- [About this exercise]: When you return the entries, keep every word and mark exactly as it is.

[Stored items]
..............................

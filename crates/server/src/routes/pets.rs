//! Pet route handlers. All of them sit behind the auth gate.

use axum::{
    Json,
    extract::{Multipart, State, multipart::MultipartRejection},
    http::StatusCode,
};
use petstore_core::{ApiResponse, Pet, PetId};
use serde::Deserialize;

use crate::error::{AppError, Result};
use crate::extract::{ApiForm, ApiJson, ApiPath, ApiQuery};
use crate::middleware::RequireAuth;
use crate::state::AppState;

/// `?status=available,sold`
#[derive(Debug, Deserialize)]
pub struct StatusQuery {
    pub status: Option<String>,
}

/// `?tags=tag1,tag2`
#[derive(Debug, Deserialize)]
pub struct TagsQuery {
    pub tags: Option<String>,
}

/// Form body of `POST /pet/{petId}`.
#[derive(Debug, Deserialize)]
pub struct PetForm {
    #[serde(default)]
    pub name: String,
    #[serde(default)]
    pub status: String,
}

/// Split a required comma-separated query value.
fn split_required(value: Option<String>, param: &str) -> Result<Vec<String>> {
    match value {
        Some(value) if !value.is_empty() => Ok(value.split(',').map(str::to_owned).collect()),
        _ => Err(AppError::BadRequest(format!(
            "{param} query parameter is required"
        ))),
    }
}

/// Add a new pet.
pub async fn create(
    State(state): State<AppState>,
    RequireAuth(user): RequireAuth,
    ApiJson(pet): ApiJson<Pet>,
) -> Result<(StatusCode, Json<Pet>)> {
    let created = state.pets().create_pet(&pet).await?;
    tracing::debug!(username = %user.username, pet_id = %created.id, "create pet");
    Ok((StatusCode::CREATED, Json(created)))
}

/// Replace an existing pet.
pub async fn update(
    State(state): State<AppState>,
    ApiJson(pet): ApiJson<Pet>,
) -> Result<Json<Pet>> {
    Ok(Json(state.pets().update_pet(&pet).await?))
}

/// Find pets by status. No match is reported as 404.
pub async fn find_by_status(
    State(state): State<AppState>,
    ApiQuery(query): ApiQuery<StatusQuery>,
) -> Result<Json<Vec<Pet>>> {
    let statuses = split_required(query.status, "status")?;
    let pets = state.pets().find_pets_by_status(&statuses).await?;
    if pets.is_empty() {
        return Err(AppError::NotFound("no pets found for given statuses".to_string()));
    }
    Ok(Json(pets))
}

/// Find pets by tags. No match is reported as 404.
pub async fn find_by_tags(
    State(state): State<AppState>,
    ApiQuery(query): ApiQuery<TagsQuery>,
) -> Result<Json<Vec<Pet>>> {
    let tags = split_required(query.tags, "tags")?;
    let pets = state.pets().find_pets_by_tags(&tags).await?;
    if pets.is_empty() {
        return Err(AppError::NotFound("no pets found for given tags".to_string()));
    }
    Ok(Json(pets))
}

pub async fn show(
    State(state): State<AppState>,
    ApiPath(id): ApiPath<PetId>,
) -> Result<Json<Pet>> {
    Ok(Json(state.pets().find_pet_by_id(id).await?))
}

/// Update name and status from a form.
pub async fn update_form(
    State(state): State<AppState>,
    ApiPath(id): ApiPath<PetId>,
    ApiForm(form): ApiForm<PetForm>,
) -> Result<Json<Pet>> {
    let pet = state
        .pets()
        .update_pet_form_data(id, &form.name, &form.status)
        .await?;
    Ok(Json(pet))
}

pub async fn delete(
    State(state): State<AppState>,
    RequireAuth(user): RequireAuth,
    ApiPath(id): ApiPath<PetId>,
) -> Result<StatusCode> {
    state.pets().delete_pet(id).await?;
    tracing::debug!(username = %user.username, pet_id = %id, "delete pet");
    Ok(StatusCode::NO_CONTENT)
}

/// Accept an image upload. The file is read and discarded.
pub async fn upload_image(
    ApiPath(id): ApiPath<PetId>,
    multipart: std::result::Result<Multipart, MultipartRejection>,
) -> Result<Json<ApiResponse>> {
    let mut multipart = multipart?;
    let mut file_bytes = None;
    let mut metadata = None;

    while let Some(field) = multipart.next_field().await? {
        let name = field.name().map(str::to_owned);
        match name.as_deref() {
            Some("file") => file_bytes = Some(field.bytes().await?.len()),
            Some("additionalMetadata") => metadata = Some(field.text().await?),
            _ => {}
        }
    }

    let Some(size) = file_bytes else {
        return Err(AppError::BadRequest("file is required".to_string()));
    };

    tracing::info!(pet_id = %id, size, metadata = ?metadata, "pet image received");
    Ok(Json(ApiResponse::new(
        StatusCode::OK.as_u16(),
        "success",
        format!("Image uploaded for pet ID {id} (stub)"),
    )))
}

#[cfg(test)]
mod tests {
    use super::*;

    #[test]
    fn test_split_required() {
        assert_eq!(
            split_required(Some("available,sold".to_string()), "status").ok(),
            Some(vec!["available".to_string(), "sold".to_string()])
        );
        assert!(split_required(None, "status").is_err());
        assert!(split_required(Some(String::new()), "status").is_err());
    }

    #[test]
    fn test_trailing_comma_yields_empty_token() {
        let tags = split_required(Some("tag1,".to_string()), "tags").ok();
        assert_eq!(tags, Some(vec!["tag1".to_string(), String::new()]));
    }
}
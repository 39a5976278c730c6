//! Liveness and readiness probes.

use axum::{extract::State, http::StatusCode};

use crate::state::AppState;

/// Liveness health check endpoint.
///
/// Returns "ok" if the server is running. Does not check dependencies.
pub async fn health() -> &'static str {
    "ok"
}

/// Readiness health check endpoint.
///
/// Pings the database; 503 if it is unreachable. State without a pool
/// (in-memory stores) is always ready.
pub async fn readiness(State(state): State<AppState>) -> StatusCode {
    let Some(pool) = state.pool() else {
        return StatusCode::OK;
    };

    match sqlx::query("SELECT 1").fetch_one(pool).await {
        Ok(_) => StatusCode::OK,
        Err(e) => {
            tracing::warn!(error = %e, "readiness check failed");
            StatusCode::SERVICE_UNAVAILABLE
        }
    }
}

..............................

- [Task output]:
filename crates/server/src/routes/pets.rs
//! Pet route handlers. All of them sit behind the auth gate.

use axum::{
    Json,
    extract::{Multipart, State, multipart::MultipartRejection},
    http::StatusCode,
};
use petstore_core::{ApiResponse, Pet, PetId};
use serde::Deserialize;

use crate::error::{AppError, Result};
use crate::extract::{ApiForm, ApiJson, ApiPath, ApiQuery};
use crate::middleware::RequireAuth;
use crate::state::AppState;

/// `?status=available,sold`
#[derive(Debug, Deserialize)]
pub struct StatusQuery {
    pub status: Option<String>,
}

/// `?tags=tag1,tag2`
#[derive(Debug, Deserialize)]
pub struct TagsQuery {
    pub tags: Option<String>,
}

/// Form body of `POST /pet/{petId}`.
#[derive(Debug, Deserialize)]
pub struct PetForm {
    #[serde(default)]
    pub name: String,
    #[serde(default)]
    pub status: String,
}

/// Split a required comma-separated query value.
fn split_required(value: Option<String>, param: &str) -> Result<Vec<String>> {
    match value {
        Some(value) if !value.is_empty() => Ok(value.split(',').map(str::to_owned).collect()),
        _ => Err(AppError::BadRequest(format!(
            "{param} query parameter is required"
        ))),
    }
}

/// Add a new pet.
pub async fn create(
    State(state): State<AppState>,
    RequireAuth(user): RequireAuth,
    ApiJson(pet): ApiJson<Pet>,
) -> Result<(StatusCode, Json<Pet>)> {
    let created = state.pets().create_pet(&pet).await?;
    tracing::debug!(username = %user.username, pet_id = %created.id, "create pet");
    Ok((StatusCode::CREATED, Json(created)))
}

/// Replace an existing pet.
pub async fn update(
    State(state): State<AppState>,
    ApiJson(pet): ApiJson<Pet>,
) -> Result<Json<Pet>> {
    Ok(Json(state.pets().update_pet(&pet).await?))
}

/// Find pets by status. No match is reported as 404.
pub async fn find_by_status(
    State(state): State<AppState>,
    ApiQuery(query): ApiQuery<StatusQuery>,
) -> Result<Json<Vec<Pet>>> {
    let statuses = split_required(query.status, "status")?;
    let pets = state.pets().find_pets_by_status(&statuses).await?;
    if pets.is_empty() {
        return Err(AppError::NotFound("no pets found for given statuses".to_string()));
    }
    Ok(Json(pets))
}

/// Find pets by tags. No match is reported as 404.
pub async fn find_by_tags(
    State(state): State<AppState>,
    ApiQuery(query): ApiQuery<TagsQuery>,
) -> Result<Json<Vec<Pet>>> {
    let tags = split_required(query.tags, "tags")?;
    let pets = state.pets().find_pets_by_tags(&tags).await?;
    if pets.is_empty() {
        return Err(AppError::NotFound("no pets found for given tags".to_string()));
    }
    Ok(Json(pets))
}

pub async fn show(
    State(state): State<AppState>,
    ApiPath(id): ApiPath<PetId>,
) -> Result<Json<Pet>> {
    Ok(Json(state.pets().find_pet_by_id(id).await?))
}

/// Update name and status from a form.
pub async fn update_form(
    State(state): State<AppState>,
    ApiPath(id): ApiPath<PetId>,
    ApiForm(form): ApiForm<PetForm>,
) -> Result<Json<Pet>> {
    let pet = state
        .pets()
        .update_pet_form_data(id, &form.name, &form.status)
        .await?;
    Ok(Json(pet))
}

pub async fn delete(
    State(state): State<AppState>,
    RequireAuth(user): RequireAuth,
    ApiPath(id): ApiPath<PetId>,
) -> Result<StatusCode> {
    state.pets().delete_pet(id).await?;
    tracing::debug!(username = %user.username, pet_id = %id, "delete pet");
    Ok(StatusCode::NO_CONTENT)
}

/// Accept an image upload. The file is read and discarded.
pub async fn upload_image(
    ApiPath(id): ApiPath<PetId>,
    multipart: std::result::Result<Multipart, MultipartRejection>,
) -> Result<Json<ApiResponse>> {
    let mut multipart = multipart?;
    let mut file_bytes = None;
    let mut metadata = None;

    while let Some(field) = multipart.next_field().await? {
        let name = field.name().map(str::to_owned);
        match name.as_deref() {
            Some("file") => file_bytes = Some(field.bytes().await?.len()),
            Some("additionalMetadata") => metadata = Some(field.text().await?),
            _ => {}
        }
    }

    let Some(size) = file_bytes else {
        return Err(AppError::BadRequest("file is required".to_string()));
    };

    tracing::info!(pet_id = %id, size, metadata = ?metadata, "pet image received");
    Ok(Json(ApiResponse::new(
        StatusCode::OK.as_u16(),
        "success",
        format!("Image uploaded for pet ID {id} (stub)"),
    )))
}

#[cfg(test)]
mod tests {
    use super::*;

    #[test]
    fn test_split_required() {
        assert_eq!(
            split_required(Some("available,sold".to_string()), "status").ok(),
            Some(vec!["available".to_string(), "sold".to_string()])
        );
        assert!(split_required(None, "status").is_err());
        assert!(split_required(Some(String::new()), "status").is_err());
    }

    #[test]
    fn test_trailing_comma_yields_empty_token() {
        let tags = split_required(Some("tag1,".to_string()), "tags").ok();
        assert_eq!(tags, Some(vec!["tag1".to_string(), String::new()]));
    }
}
repository 39a5976278c730c6
//! Liveness and readiness probes.

use axum::{extract::State, http::StatusCode};

use crate::state::AppState;

/// Liveness health check endpoint.
///
/// Returns "ok" if the server is running. Does not check dependencies.
pub async fn health() -> &'static str {
    "ok"
}

/// Readiness health check endpoint.
///
/// Pings the database; 503 if it is unreachable. State without a pool
/// (in-memory stores) is always ready.
pub async fn readiness(State(state): State<AppState>) -> StatusCode {
    let Some(pool) = state.pool() else {
        return StatusCode::OK;
    };

    match sqlx::query("SELECT 1").fetch_one(pool).await {
        Ok(_) => StatusCode::OK,
        Err(e) => {
            tracing::warn!(error = %e, "readiness check failed");
            StatusCode::SERVICE_UNAVAILABLE
        }
    }
}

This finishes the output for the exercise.